◆ **Work item**
The response must contain every record, repeated exactly.

◆ **Entries supplied**
########

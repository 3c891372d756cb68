//! # Session-scoped Secrets
//!
//! Pure builders for the two Secrets `SessionManager::create_session`
//! creates on demand: the initial-message Secret and the github-token
//! Secret (spec.md §4.4, steps 4-5). Callers encrypt the plaintext via the
//! `EncryptionRegistry` first; these functions only shape the result into a
//! Kubernetes object.

use std::collections::BTreeMap;

use k8s_openapi::api::core::v1::Secret;
use k8s_openapi::apimachinery::pkg::apis::meta::v1::ObjectMeta;

use crate::encryption::EncryptedData;
use crate::podspec::labels;
use crate::session::Session;

fn encrypted_data_secret(name: &str, namespace: &str, session: &Session, key: &str, data: &EncryptedData) -> Secret {
    let mut string_data = BTreeMap::new();
    string_data.insert(
        key.to_string(),
        serde_json::to_string(data).unwrap_or_default(),
    );

    Secret {
        metadata: ObjectMeta {
            name: Some(name.to_string()),
            namespace: Some(namespace.to_string()),
            labels: Some(labels::for_session(session)),
            annotations: Some(labels::annotations_for_session(session)),
            ..Default::default()
        },
        string_data: Some(string_data),
        ..Default::default()
    }
}

#[must_use]
pub fn initial_message_secret(session: &Session, encrypted: &EncryptedData) -> Secret {
    encrypted_data_secret(
        &session.names.initial_message_secret,
        &session.namespace,
        session,
        "message",
        encrypted,
    )
}

#[must_use]
pub fn github_token_secret(session: &Session, encrypted: &EncryptedData) -> Secret {
    encrypted_data_secret(
        &session.names.github_token_secret,
        &session.namespace,
        session,
        "GITHUB_TOKEN",
        encrypted,
    )
}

########

◆ **Expected answer**
repository 3c891372d756cb68
//! # Session-scoped Secrets
//!
//! Pure builders for the two Secrets `SessionManager::create_session`
//! creates on demand: the initial-message Secret and the github-token
//! Secret (spec.md §4.4, steps 4-5). Callers encrypt the plaintext via the
//! `EncryptionRegistry` first; these functions only shape the result into a
//! Kubernetes object.

use std::collections::BTreeMap;

use k8s_openapi::api::core::v1::Secret;
use k8s_openapi::apimachinery::pkg::apis::meta::v1::ObjectMeta;

use crate::encryption::EncryptedData;
use crate::podspec::labels;
use crate::session::Session;

fn encrypted_data_secret(name: &str, namespace: &str, session: &Session, key: &str, data: &EncryptedData) -> Secret {
    let mut string_data = BTreeMap::new();
    string_data.insert(
        key.to_string(),
        serde_json::to_string(data).unwrap_or_default(),
    );

    Secret {
        metadata: ObjectMeta {
            name: Some(name.to_string()),
            namespace: Some(namespace.to_string()),
            labels: Some(labels::for_session(session)),
            annotations: Some(labels::annotations_for_session(session)),
            ..Default::default()
        },
        string_data: Some(string_data),
        ..Default::default()
    }
}

#[must_use]
pub fn initial_message_secret(session: &Session, encrypted: &EncryptedData) -> Secret {
    encrypted_data_secret(
        &session.names.initial_message_secret,
        &session.namespace,
        session,
        "message",
        encrypted,
    )
}

#[must_use]
pub fn github_token_secret(session: &Session, encrypted: &EncryptedData) -> Secret {
    encrypted_data_secret(
        &session.names.github_token_secret,
        &session.namespace,
        session,
        "GITHUB_TOKEN",
        encrypted,
    )
}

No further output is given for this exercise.